▶ [ABOUT THIS EXERCISE]:
The entries below hold a line with "Claim exclusive access." and a line with "pub fn control(&self, session: &Session, cmd: ControlCommand)". Return those lines and all that lie between them, exactly and only.

Dataset records
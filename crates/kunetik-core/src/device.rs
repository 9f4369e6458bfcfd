//! Session manager: the single shared device instance and its entry points.
//!
//! One [`Device`] exists per loaded module. A host opens it to get a
//! [`Session`]; only one session may be open at a time. Reads copy the most
//! recent sample out without consuming it, blocking (or failing with
//! [`DeviceError::WouldBlock`]) until the first capture completes. Control
//! commands change the unit or trigger a capture.

use std::sync::atomic::{AtomicU64, Ordering};
use std::sync::{Arc, Mutex, MutexGuard, PoisonError};

use serde::Serialize;
use uuid::Uuid;

use crate::capture::{CaptureEngine, SensorBackend};
use crate::control::{ControlCommand, ControlReply};
use crate::error::{DeviceError, Result};
use crate::readiness::{CancelToken, NotReady, ReadinessSignal};
use crate::sample::{Sample, SampleBuffer};
use crate::unit::{Unit, UnitConfig};

/// How a read behaves when no sample is ready yet.
#[derive(Debug, Clone, Copy)]
pub enum ReadMode<'a> {
    /// Fail with [`DeviceError::WouldBlock`].
    NonBlocking,
    /// Park until a capture completes or the token is cancelled.
    Blocking(&'a CancelToken),
}

/// The shared device state.
pub struct Device {
    name: String,
    owner: Mutex<Option<Uuid>>,
    config: Mutex<UnitConfig>,
    signal: ReadinessSignal<SampleBuffer>,
    engine: CaptureEngine,
    sessions_opened: AtomicU64,
}

impl Device {
    /// Build a closed, not-ready device around `backend`.
    pub fn new(
        name: impl Into<String>,
        initial_unit: Unit,
        backend: Box<dyn SensorBackend>,
    ) -> Self {
        Self {
            name: name.into(),
            owner: Mutex::new(None),
            config: Mutex::new(UnitConfig::new(initial_unit)),
            signal: ReadinessSignal::new(SampleBuffer::default()),
            engine: CaptureEngine::new(backend),
            sessions_opened: AtomicU64::new(0),
        }
    }

    pub fn name(&self) -> &str {
        &self.name
    }

    fn owner(&self) -> MutexGuard<'_, Option<Uuid>> {
        self.owner.lock().unwrap_or_else(PoisonError::into_inner)
    }

    fn unit_config(&self) -> MutexGuard<'_, UnitConfig> {
        self.config.lock().unwrap_or_else(PoisonError::into_inner)
    }

    fn check_session(&self, session: &Session) -> Result<()> {
        let bound_here = std::ptr::eq(Arc::as_ptr(&session.device), self);
        if bound_here && *self.owner() == Some(session.id) {
            Ok(())
        } else {
            Err(DeviceError::InvalidSession)
        }
    }

    // -----------------------------------------------------------------------
    // Session lifecycle
    // -----------------------------------------------------------------------

    /// Claim exclusive access.
    pub fn open(self: &Arc<Self>) -> Result<Session> {
        let mut owner = self.owner();
        if owner.is_some() {
            log::debug!(target: "kunetik", "{}: open rejected, already in use", self.name);
            return Err(DeviceError::AlreadyInUse);
        }
        let id = Uuid::new_v4();
        *owner = Some(id);
        drop(owner);
        self.sessions_opened.fetch_add(1, Ordering::Relaxed);
        log::info!(target: "kunetik", "{}: session {id} opened", self.name);
        Ok(Session {
            id,
            device: Arc::clone(self),
        })
    }

    /// Give up exclusive access. Readiness, the last sample and the unit persist.
    pub fn release(&self, session: &Session) -> Result<()> {
        let mut owner = self.owner();
        if *owner != Some(session.id) {
            return Err(DeviceError::InvalidSession);
        }
        *owner = None;
        log::info!(target: "kunetik", "{}: session {} released", self.name, session.id);
        Ok(())
    }

    pub fn is_open(&self) -> bool {
        self.owner().is_some()
    }

    // -----------------------------------------------------------------------
    // Control
    // -----------------------------------------------------------------------

    /// Dispatch a typed control command.
    ///
    /// A capture that fails in the backend still reports success here: the
    /// fault is logged and counted, and reads keep serving the last good sample
    /// while it is in the active unit.
    pub fn control(&self, session: &Session, cmd: ControlCommand) -> Result<ControlReply> {
        self.check_session(session)?;
        log::debug!(target: "kunetik", "{}: control {}", self.name, cmd.name());
        match cmd {
            ControlCommand::SetUnit(tag) => {
                let unit = self.unit_config().set_unit(tag)?;
                log::info!(target: "kunetik", "{}: unit set to {unit}", self.name);
                Ok(ControlReply::Done)
            }
            ControlCommand::GetUnit => Ok(ControlReply::Unit(self.unit_config().get_unit())),
            ControlCommand::TriggerCapture => {
                // SetUnit waits for the capture, so the published sample always
                // matches the unit in force when readiness rises.
                let config = self.unit_config();
                match self.engine.capture(&self.signal, *config) {
                    Ok(sample) => {
                        log::debug!(target: "kunetik", "{}: captured {sample}", self.name);
                    }
                    Err(e) => log::debug!(
                        target: "kunetik",
                        "{}: capture failed, reporting done: {e}",
                        self.name
                    ),
                }
                Ok(ControlReply::Done)
            }
        }
    }

    /// Decode a raw opcode + payload and dispatch it; returns the outbound payload.
    pub fn ioctl(&self, session: &Session, opcode: u32, payload: &[u8]) -> Result<Vec<u8>> {
        let cmd = ControlCommand::decode(opcode, payload)?;
        self.control(session, cmd).map(|reply| reply.payload())
    }

    // -----------------------------------------------------------------------
    // Data path
    // -----------------------------------------------------------------------

    /// Copy up to `dst.len()` bytes of the current sample into `dst`.
    pub fn read(&self, session: &Session, dst: &mut [u8], mode: ReadMode<'_>) -> Result<usize> {
        self.check_session(session)?;
        let copied = match mode {
            ReadMode::NonBlocking => self.signal.try_with(|buf| buf.copy_to(dst)),
            ReadMode::Blocking(cancel) => self.signal.wait_with(cancel, |buf| buf.copy_to(dst)),
        };
        match copied {
            Ok(n) => {
                log::debug!(target: "kunetik", "{}: read {n} bytes", self.name);
                Ok(n)
            }
            Err(NotReady::Pending) => Err(DeviceError::WouldBlock),
            Err(NotReady::Cancelled) => {
                log::debug!(target: "kunetik", "{}: blocked read interrupted", self.name);
                Err(DeviceError::Interrupted)
            }
            Err(NotReady::Closed) => {
                log::debug!(target: "kunetik", "{}: read on torn-down device", self.name);
                Err(DeviceError::InvalidSession)
            }
        }
    }

    /// The device does not accept data.
    pub fn write(&self, _session: &Session, _src: &[u8]) -> Result<usize> {
        Err(DeviceError::NotSupported)
    }

    // -----------------------------------------------------------------------
    // Introspection
    // -----------------------------------------------------------------------

    pub fn unit(&self) -> Unit {
        self.unit_config().unit()
    }

    pub fn is_ready(&self) -> bool {
        self.signal.is_ready()
    }

    /// The decoded sample currently in the buffer, if one is ready.
    pub fn current_sample(&self) -> Option<Sample> {
        self.signal
            .try_with(|buf| Sample::decode(buf.as_bytes()))
            .ok()
            .and_then(|decoded| decoded.ok())
    }

    pub fn health(&self) -> DeviceHealth {
        DeviceHealth {
            name: self.name.clone(),
            open: self.is_open(),
            ready: self.is_ready(),
            stale: self.engine.is_stale(),
            unit: self.unit(),
            captures: self.engine.captures(),
            failures: self.engine.failures(),
            sessions_opened: self.sessions_opened.load(Ordering::Relaxed),
        }
    }

    /// Teardown: drop any session, zero the buffer and clear every flag.
    ///
    /// Readers parked in a blocking read wake with [`DeviceError::InvalidSession`].
    pub(crate) fn shutdown(&self) {
        *self.owner() = None;
        self.signal.close(SampleBuffer::default());
        self.engine.reset_stats();
    }
}

/// Exclusive-access handle returned by [`Device::open`].
///
/// The handle stays bound to its device; once released, every operation
/// through it fails with [`DeviceError::InvalidSession`].
pub struct Session {
    id: Uuid,
    device: Arc<Device>,
}

impl Session {
    pub fn id(&self) -> Uuid {
        self.id
    }

    pub fn device(&self) -> &Arc<Device> {
        &self.device
    }

    pub fn release(&self) -> Result<()> {
        self.device.release(self)
    }

    pub fn control(&self, cmd: ControlCommand) -> Result<ControlReply> {
        self.device.control(self, cmd)
    }

    pub fn ioctl(&self, opcode: u32, payload: &[u8]) -> Result<Vec<u8>> {
        self.device.ioctl(self, opcode, payload)
    }

    pub fn read(&self, dst: &mut [u8], mode: ReadMode<'_>) -> Result<usize> {
        self.device.read(self, dst, mode)
    }

    pub fn write(&self, src: &[u8]) -> Result<usize> {
        self.device.write(self, src)
    }

    /// Set the unit by value.
    pub fn set_unit(&self, unit: Unit) -> Result<()> {
        self.control(unit.into()).map(|_| ())
    }

    /// Current unit.
    pub fn get_unit(&self) -> Result<Unit> {
        match self.control(ControlCommand::GetUnit)? {
            ControlReply::Unit(tag) => Unit::try_from(tag),
            ControlReply::Done => Err(DeviceError::InvalidArgument("GetUnit returned no tag".into())),
        }
    }

    pub fn trigger_capture(&self) -> Result<()> {
        self.control(ControlCommand::TriggerCapture).map(|_| ())
    }

    /// Read a full sample and decode it.
    pub fn read_sample(&self, mode: ReadMode<'_>) -> Result<Sample> {
        let mut buf = [0u8; crate::sample::SAMPLE_SIZE];
        self.read(&mut buf, mode)?;
        Sample::decode(&buf)
    }
}

impl std::fmt::Debug for Session {
    fn fmt(&self, f: &mut std::fmt::Formatter<'_>) -> std::fmt::Result {
        f.debug_struct("Session")
            .field("id", &self.id)
            .field("device", &self.device.name)
            .finish()
    }
}

/// Point-in-time device status.
#[derive(Debug, Clone, Serialize)]
pub struct DeviceHealth {
    pub name: String,
    /// A session currently holds the device.
    pub open: bool,
    /// The buffer holds data from a completed capture.
    pub ready: bool,
    /// The last capture failed and an older sample is being served.
    pub stale: bool,
    pub unit: Unit,
    pub captures: u64,
    pub failures: u64,
    pub sessions_opened: u64,
}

▶ [TASK RESULT]:
    /// Claim exclusive access.
    pub fn open(self: &Arc<Self>) -> Result<Session> {
        let mut owner = self.owner();
        if owner.is_some() {
            log::debug!(target: "kunetik", "{}: open rejected, already in use", self.name);
            return Err(DeviceError::AlreadyInUse);
        }
        let id = Uuid::new_v4();
        *owner = Some(id);
        drop(owner);
        self.sessions_opened.fetch_add(1, Ordering::Relaxed);
        log::info!(target: "kunetik", "{}: session {id} opened", self.name);
        Ok(Session {
            id,
            device: Arc::clone(self),
        })
    }

    /// Give up exclusive access. Readiness, the last sample and the unit persist.
    pub fn release(&self, session: &Session) -> Result<()> {
        let mut owner = self.owner();
        if *owner != Some(session.id) {
            return Err(DeviceError::InvalidSession);
        }
        *owner = None;
        log::info!(target: "kunetik", "{}: session {} released", self.name, session.id);
        Ok(())
    }

    pub fn is_open(&self) -> bool {
        self.owner().is_some()
    }

    // -----------------------------------------------------------------------
    // Control
    // -----------------------------------------------------------------------

    /// Dispatch a typed control command.
    ///
    /// A capture that fails in the backend still reports success here: the
    /// fault is logged and counted, and reads keep serving the last good sample
    /// while it is in the active unit.
    pub fn control(&self, session: &Session, cmd: ControlCommand) -> Result<ControlReply> {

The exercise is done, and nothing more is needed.